(Source records)
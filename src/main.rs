use chat_relay::config::Config;
use chat_relay::directory::{Directory, DirectoryUser};
use chat_relay::gemini_client::GeminiClient;
use chat_relay::store::PgChatStore;
use chat_relay::stream_client::StreamClient;
use chat_relay::{build_router, db, AppState};
use std::net::SocketAddr;
use std::sync::Arc;

#[tokio::main]
async fn main() -> Result<(), Box<dyn std::error::Error>> {
    // Load environment variables from .env file
    dotenvy::dotenv().ok();

    init_logging()?;

    let config = Config::from_env()?;
    tracing::info!(
        "Configuration - model: {}, directory: {}, context turns: {}, http timeout: {}s",
        config.gemini_model,
        config.stream_base_url,
        config.history_context_turns,
        config.http_timeout.as_secs()
    );

    // Create the database connection pool
    let db_pool = db::create_pool(&config.database_url).await?;

    tracing::info!("Initializing Stream Chat directory client...");
    let directory = StreamClient::new(
        config.stream_api_key.clone(),
        &config.stream_api_secret,
        config.stream_base_url.clone(),
        config.http_timeout,
    )?;

    // The bot authors every reply, so it must exist before the first channel is created.
    match directory.upsert_user(&DirectoryUser::bot()).await {
        Ok(_) => tracing::info!("🤖 Bot user ready in directory"),
        Err(e) => tracing::warn!("Failed to register bot user in directory: {}", e),
    }

    tracing::info!("Initializing Gemini AI client ({})...", config.gemini_model);
    let completion = GeminiClient::new(
        config.gemini_api_key.clone(),
        config.gemini_model.clone(),
        config.http_timeout,
    )?;

    let shared_state = Arc::new(AppState {
        directory: Arc::new(directory),
        completion: Arc::new(completion),
        store: Arc::new(PgChatStore::new(db_pool)),
        history_context_turns: config.history_context_turns,
    });

    let app = build_router(shared_state);

    let listener = tokio::net::TcpListener::bind(("0.0.0.0", config.port)).await?;
    tracing::info!("Server started on port {}", listener.local_addr()?.port());
    axum::serve(listener, app.into_make_service_with_connect_info::<SocketAddr>()).await?;

    Ok(())
}

// Env-filtered logging, plain text or JSON (LOG_FORMAT=json)
fn init_logging() -> Result<(), Box<dyn std::error::Error>> {
    use tracing_subscriber::{fmt, layer::SubscriberExt, util::SubscriberInitExt, EnvFilter, Layer};

    let log_level =
        std::env::var("RUST_LOG").unwrap_or_else(|_| default_log_filter(cfg!(debug_assertions)).to_string());

    let env_filter = EnvFilter::try_from_default_env().or_else(|_| EnvFilter::try_new(&log_level))?;

    let fmt_layer = if std::env::var("LOG_FORMAT").as_deref() == Ok("json") {
        // JSON logging for production (easier for log aggregation)
        fmt::layer()
            .json()
            .with_current_span(true)
            .with_span_list(false)
            .with_target(true)
            .with_thread_ids(true)
            .with_thread_names(true)
            .boxed()
    } else {
        fmt::layer()
            .with_target(true)
            .with_thread_ids(false)
            .with_thread_names(false)
            .with_file(true)
            .with_line_number(true)
            .boxed()
    };

    tracing_subscriber::registry()
        .with(env_filter)
        .with(fmt_layer)
        .init();

    tracing::info!("💬 Chat relay {} starting (log filter: {})", env!("CARGO_PKG_VERSION"), log_level);

    Ok(())
}

fn default_log_filter(debug: bool) -> &'static str {
    if debug {
        "debug,chat_relay=trace,sqlx=info,reqwest=info,hyper=info"
    } else {
        "info,sqlx=warn,reqwest=warn,hyper=warn"
    }
}

#[cfg(test)]
mod tests {
    use super::*;
    use tracing_subscriber::EnvFilter;

    #[test]
    fn test_default_log_filters_parse() {
        for debug in [true, false] {
            assert!(EnvFilter::try_new(default_log_filter(debug)).is_ok());
        }
        assert!(default_log_filter(true).contains("chat_relay=trace"));
        assert!(default_log_filter(false).starts_with("info,"));
    }
}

• **Action item**: Retype every line up to and including the one that contains "dotenvy::dotenv().ok();", beginning at the first line of the records, with no edits.

• **Output of the task**:
filename src/main.rs
use chat_relay::config::Config;
use chat_relay::directory::{Directory, DirectoryUser};
use chat_relay::gemini_client::GeminiClient;
use chat_relay::store::PgChatStore;
use chat_relay::stream_client::StreamClient;
use chat_relay::{build_router, db, AppState};
use std::net::SocketAddr;
use std::sync::Arc;

#[tokio::main]
async fn main() -> Result<(), Box<dyn std::error::Error>> {
    // Load environment variables from .env file
    dotenvy::dotenv().ok();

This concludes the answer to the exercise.